- To do
Lines from the first one down to the one containing "INSERT INTO students" in the data below are the only ones needed; please return them exactly, both ends included.

- Information
※

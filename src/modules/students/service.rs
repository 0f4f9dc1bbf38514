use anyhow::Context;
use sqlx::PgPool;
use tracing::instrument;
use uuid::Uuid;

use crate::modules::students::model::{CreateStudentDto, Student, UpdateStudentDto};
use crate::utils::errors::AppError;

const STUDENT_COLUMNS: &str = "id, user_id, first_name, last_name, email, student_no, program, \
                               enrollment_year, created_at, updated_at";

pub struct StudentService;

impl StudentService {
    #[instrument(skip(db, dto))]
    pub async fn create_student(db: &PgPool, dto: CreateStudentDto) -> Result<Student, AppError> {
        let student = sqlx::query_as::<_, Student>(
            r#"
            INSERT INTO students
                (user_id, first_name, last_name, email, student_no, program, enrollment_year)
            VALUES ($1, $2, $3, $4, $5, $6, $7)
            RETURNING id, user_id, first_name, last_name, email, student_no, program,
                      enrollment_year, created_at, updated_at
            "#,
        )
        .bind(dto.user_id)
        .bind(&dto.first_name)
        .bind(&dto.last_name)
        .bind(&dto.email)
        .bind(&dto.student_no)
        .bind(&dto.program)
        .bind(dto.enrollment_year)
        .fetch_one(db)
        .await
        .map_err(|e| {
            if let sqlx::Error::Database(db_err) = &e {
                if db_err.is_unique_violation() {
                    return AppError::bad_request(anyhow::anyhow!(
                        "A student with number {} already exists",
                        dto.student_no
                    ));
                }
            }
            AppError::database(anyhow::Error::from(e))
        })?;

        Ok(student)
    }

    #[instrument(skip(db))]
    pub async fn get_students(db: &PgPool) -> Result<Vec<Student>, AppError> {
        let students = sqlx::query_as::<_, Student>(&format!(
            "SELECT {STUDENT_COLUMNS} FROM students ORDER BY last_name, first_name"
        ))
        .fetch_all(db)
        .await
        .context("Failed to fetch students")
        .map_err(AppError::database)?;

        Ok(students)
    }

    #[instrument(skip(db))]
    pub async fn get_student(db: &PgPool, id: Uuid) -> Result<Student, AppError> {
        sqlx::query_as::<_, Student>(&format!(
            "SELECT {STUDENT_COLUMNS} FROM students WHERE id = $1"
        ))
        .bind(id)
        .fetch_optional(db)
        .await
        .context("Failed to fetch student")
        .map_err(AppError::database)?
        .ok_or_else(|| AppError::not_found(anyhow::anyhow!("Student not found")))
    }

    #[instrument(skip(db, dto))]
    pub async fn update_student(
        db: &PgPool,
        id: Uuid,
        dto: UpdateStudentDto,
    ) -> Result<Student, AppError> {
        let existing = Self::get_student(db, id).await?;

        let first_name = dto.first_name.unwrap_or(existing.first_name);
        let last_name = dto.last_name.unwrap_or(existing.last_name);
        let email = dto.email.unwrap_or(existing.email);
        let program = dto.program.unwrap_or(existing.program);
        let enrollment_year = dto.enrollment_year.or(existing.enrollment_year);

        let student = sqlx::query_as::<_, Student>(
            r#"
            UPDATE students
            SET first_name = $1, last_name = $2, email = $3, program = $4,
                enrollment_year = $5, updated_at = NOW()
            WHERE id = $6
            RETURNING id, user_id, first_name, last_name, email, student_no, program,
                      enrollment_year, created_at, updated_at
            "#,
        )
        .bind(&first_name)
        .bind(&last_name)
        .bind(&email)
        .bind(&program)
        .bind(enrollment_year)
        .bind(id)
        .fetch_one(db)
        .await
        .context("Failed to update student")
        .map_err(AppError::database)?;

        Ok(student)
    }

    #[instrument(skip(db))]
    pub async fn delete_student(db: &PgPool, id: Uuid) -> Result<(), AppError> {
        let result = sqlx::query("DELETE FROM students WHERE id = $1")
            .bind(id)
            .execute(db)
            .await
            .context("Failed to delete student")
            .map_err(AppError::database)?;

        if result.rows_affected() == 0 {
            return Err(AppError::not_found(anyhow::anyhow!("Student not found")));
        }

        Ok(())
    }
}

※

- Your response
filename src/modules/students/service.rs
repository 0f4f9dc1bbf38514
use anyhow::Context;
use sqlx::PgPool;
use tracing::instrument;
use uuid::Uuid;

use crate::modules::students::model::{CreateStudentDto, Student, UpdateStudentDto};
use crate::utils::errors::AppError;

const STUDENT_COLUMNS: &str = "id, user_id, first_name, last_name, email, student_no, program, \
                               enrollment_year, created_at, updated_at";

pub struct StudentService;

impl StudentService {
    #[instrument(skip(db, dto))]
    pub async fn create_student(db: &PgPool, dto: CreateStudentDto) -> Result<Student, AppError> {
        let student = sqlx::query_as::<_, Student>(
            r#"
            INSERT INTO students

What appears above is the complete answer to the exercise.